** Work instructions **
Each line below must be set down exactly as it stands.

** Records **
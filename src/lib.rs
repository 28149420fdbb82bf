pub mod config;
pub mod error;
pub mod logger;
pub mod models;
pub mod service;
pub mod store;

pub use error::RosterError;
pub use logger::in_memory::InMemoryActivityLog;
pub use service::RosterService;
pub use store::csv_file::CsvFileStore;

#[cfg(test)]
mod tests;
mod store_tests;

use tempfile::TempDir;

use crate::logger::in_memory::InMemoryActivityLog;
use crate::models::NewUser;
use crate::service::RosterService;
use crate::store::csv_file::CsvFileStore;

pub fn create_test_service() -> (TempDir, RosterService<InMemoryActivityLog, CsvFileStore>) {
    let dir = tempfile::tempdir().unwrap();
    let store = CsvFileStore::new(dir.path().join("users.csv"));
    let service = RosterService::new(store, InMemoryActivityLog::new());
    (dir, service)
}

pub fn payload(id: &str, email: &str) -> NewUser {
    NewUser {
        id: Some(id.to_string()),
        name: Some("Test User".to_string()),
        email: Some(email.to_string()),
        role: Some("staff".to_string()),
        department: None,
        year: None,
        date_created: None,
        is_active: None,
        last_login: None,
    }
}
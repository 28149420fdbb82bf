use chrono::Utc;
use once_cell::sync::Lazy;
use regex::Regex;
use tracing::{debug, info};

use crate::error::RosterError;
use crate::logger::ActivityLogger;
use crate::models::{NewUser, UserRecord};
use crate::store::UserStore;

static NUMERIC_ID: Lazy<Regex> = Lazy::new(|| Regex::new(r"^\d+$").unwrap());
static EMAIL_SHAPE: Lazy<Regex> =
    Lazy::new(|| Regex::new(r"^[^\s@]+@[^\s@]+\.[^\s@]+$").unwrap());

pub struct RosterService<L: ActivityLogger, S: UserStore> {
    store: S,
    activity: L,
}

impl<L: ActivityLogger, S: UserStore> RosterService<L, S> {
    pub fn new(store: S, activity: L) -> Self {
        Self { store, activity }
    }

    /// Ensures the backing file exists. Called once at startup; any failure
    /// here is fatal to the process.
    pub async fn init(&self) -> Result<(), RosterError> {
        self.store.init().await
    }

    /// Validates the payload, rejects duplicates, and appends one CSV row.
    ///
    /// Validation short-circuits on the first failure: required fields,
    /// numeric id, email shape, then the duplicate scan.
    pub async fn create_user(&self, payload: NewUser) -> Result<UserRecord, RosterError> {
        let (id, name, email, role) = match (
            non_empty(payload.id),
            non_empty(payload.name),
            non_empty(payload.email),
            non_empty(payload.role),
        ) {
            (Some(id), Some(name), Some(email), Some(role)) => (id, name, email, role),
            _ => return Err(RosterError::MissingRequiredFields),
        };

        if !NUMERIC_ID.is_match(&id) {
            return Err(RosterError::NonNumericId);
        }
        if !EMAIL_SHAPE.is_match(&email) {
            return Err(RosterError::InvalidEmail);
        }

        let record = UserRecord {
            id,
            name,
            email,
            role,
            department: payload.department,
            year: payload.year,
            date_created: payload.date_created.unwrap_or_else(Utc::now),
            is_active: payload.is_active.unwrap_or(false),
            last_login: payload.last_login,
        };

        self.store.append_unique(&record).await?;
        info!("appended user {} to backing file", record.id);

        let note = if record.role == "student" {
            format!(
                "Created new {} account for {} with ID {} (Year {})",
                record.role,
                record.name,
                record.id,
                record.year.as_deref().unwrap_or("N/A")
            )
        } else {
            format!(
                "Created new {} account for {} with ID {}",
                record.role, record.name, record.id
            )
        };
        self.activity
            .log_action(&note, serde_json::json!({ "user_id": record.id }))
            .await?;
        debug!("activity: {}", note);

        Ok(record)
    }

    /// Returns the full backing file for download.
    pub async fn export_csv(&self) -> Result<String, RosterError> {
        self.store.export().await
    }

    pub fn activity(&self) -> &L {
        &self.activity
    }
}

fn non_empty(value: Option<String>) -> Option<String> {
    value.filter(|v| !v.is_empty())
}
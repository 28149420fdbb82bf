use serde::Serialize;
use thiserror::Error;

#[derive(Error, Debug, Serialize)]
pub enum RosterError {
    /// One of `id`, `name`, `email`, `role` is absent or empty
    #[error("Missing required fields")]
    MissingRequiredFields,

    /// User ID contains something other than ASCII digits
    #[error("User ID must contain only numbers")]
    NonNumericId,

    /// Email does not match the `local@domain.tld` shape
    #[error("Invalid email address")]
    InvalidEmail,

    /// A record with this User ID is already on file
    #[error("User ID already exists")]
    IdExists,

    /// A record with this email (case-insensitive) is already on file
    #[error("Email already exists")]
    EmailExists,

    /// The duplicate scan could not read the backing file
    #[error("Error checking duplicates")]
    DuplicateScan,

    /// Download requested but the backing file does not exist
    #[error("No user data available")]
    NoData,

    /// Backing file I/O failed
    #[error("Storage error: {0}")]
    Storage(String),
}

impl From<std::io::Error> for RosterError {
    fn from(err: std::io::Error) -> Self {
        RosterError::Storage(err.to_string())
    }
}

** Output below **
filename src/lib.rs
repository 28149420fdbb82bf
pub mod config;
pub mod error;
pub mod logger;
pub mod models;
pub mod service;
pub mod store;

pub use error::RosterError;
pub use logger::in_memory::InMemoryActivityLog;
pub use service::RosterService;
pub use store::csv_file::CsvFileStore;

#[cfg(test)]
mod tests;
mod store_tests;

use tempfile::TempDir;

use crate::logger::in_memory::InMemoryActivityLog;
use crate::models::NewUser;
use crate::service::RosterService;
use crate::store::csv_file::CsvFileStore;

pub fn create_test_service() -> (TempDir, RosterService<InMemoryActivityLog, CsvFileStore>) {
    let dir = tempfile::tempdir().unwrap();
    let store = CsvFileStore::new(dir.path().join("users.csv"));
    let service = RosterService::new(store, InMemoryActivityLog::new());
    (dir, service)
}

pub fn payload(id: &str, email: &str) -> NewUser {
    NewUser {
        id: Some(id.to_string()),
        name: Some("Test User".to_string()),
        email: Some(email.to_string()),
        role: Some("staff".to_string()),
        department: None,
        year: None,
        date_created: None,
        is_active: None,
        last_login: None,
    }
}
repository 28149420fdbb82bf
use chrono::Utc;
use once_cell::sync::Lazy;
use regex::Regex;
use tracing::{debug, info};

use crate::error::RosterError;
use crate::logger::ActivityLogger;
use crate::models::{NewUser, UserRecord};
use crate::store::UserStore;

static NUMERIC_ID: Lazy<Regex> = Lazy::new(|| Regex::new(r"^\d+$").unwrap());
static EMAIL_SHAPE: Lazy<Regex> =
    Lazy::new(|| Regex::new(r"^[^\s@]+@[^\s@]+\.[^\s@]+$").unwrap());

pub struct RosterService<L: ActivityLogger, S: UserStore> {
    store: S,
    activity: L,
}

impl<L: ActivityLogger, S: UserStore> RosterService<L, S> {
    pub fn new(store: S, activity: L) -> Self {
        Self { store, activity }
    }

    /// Ensures the backing file exists. Called once at startup; any failure
    /// here is fatal to the process.
    pub async fn init(&self) -> Result<(), RosterError> {
        self.store.init().await
    }

    /// Validates the payload, rejects duplicates, and appends one CSV row.
    ///
    /// Validation short-circuits on the first failure: required fields,
    /// numeric id, email shape, then the duplicate scan.
    pub async fn create_user(&self, payload: NewUser) -> Result<UserRecord, RosterError> {
        let (id, name, email, role) = match (
            non_empty(payload.id),
            non_empty(payload.name),
            non_empty(payload.email),
            non_empty(payload.role),
        ) {
            (Some(id), Some(name), Some(email), Some(role)) => (id, name, email, role),
            _ => return Err(RosterError::MissingRequiredFields),
        };

        if !NUMERIC_ID.is_match(&id) {
            return Err(RosterError::NonNumericId);
        }
        if !EMAIL_SHAPE.is_match(&email) {
            return Err(RosterError::InvalidEmail);
        }

        let record = UserRecord {
            id,
            name,
            email,
            role,
            department: payload.department,
            year: payload.year,
            date_created: payload.date_created.unwrap_or_else(Utc::now),
            is_active: payload.is_active.unwrap_or(false),
            last_login: payload.last_login,
        };

        self.store.append_unique(&record).await?;
        info!("appended user {} to backing file", record.id);

        let note = if record.role == "student" {
            format!(
                "Created new {} account for {} with ID {} (Year {})",
                record.role,
                record.name,
                record.id,
                record.year.as_deref().unwrap_or("N/A")
            )
        } else {
            format!(
                "Created new {} account for {} with ID {}",
                record.role, record.name, record.id
            )
        };
        self.activity
            .log_action(&note, serde_json::json!({ "user_id": record.id }))
            .await?;
        debug!("activity: {}", note);

        Ok(record)
    }

    /// Returns the full backing file for download.
    pub async fn export_csv(&self) -> Result<String, RosterError> {
        self.store.export().await
    }

    pub fn activity(&self) -> &L {
        &self.activity
    }
}

fn non_empty(value: Option<String>) -> Option<String> {
    value.filter(|v| !v.is_empty())
}
repository 28149420fdbb82bf
use serde::Serialize;
use thiserror::Error;

#[derive(Error, Debug, Serialize)]
pub enum RosterError {
    /// One of `id`, `name`, `email`, `role` is absent or empty
    #[error("Missing required fields")]
    MissingRequiredFields,

    /// User ID contains something other than ASCII digits
    #[error("User ID must contain only numbers")]
    NonNumericId,

    /// Email does not match the `local@domain.tld` shape
    #[error("Invalid email address")]
    InvalidEmail,

    /// A record with this User ID is already on file
    #[error("User ID already exists")]
    IdExists,

    /// A record with this email (case-insensitive) is already on file
    #[error("Email already exists")]
    EmailExists,

    /// The duplicate scan could not read the backing file
    #[error("Error checking duplicates")]
    DuplicateScan,

    /// Download requested but the backing file does not exist
    #[error("No user data available")]
    NoData,

    /// Backing file I/O failed
    #[error("Storage error: {0}")]
    Storage(String),
}

impl From<std::io::Error> for RosterError {
    fn from(err: std::io::Error) -> Self {
        RosterError::Storage(err.to_string())
    }
}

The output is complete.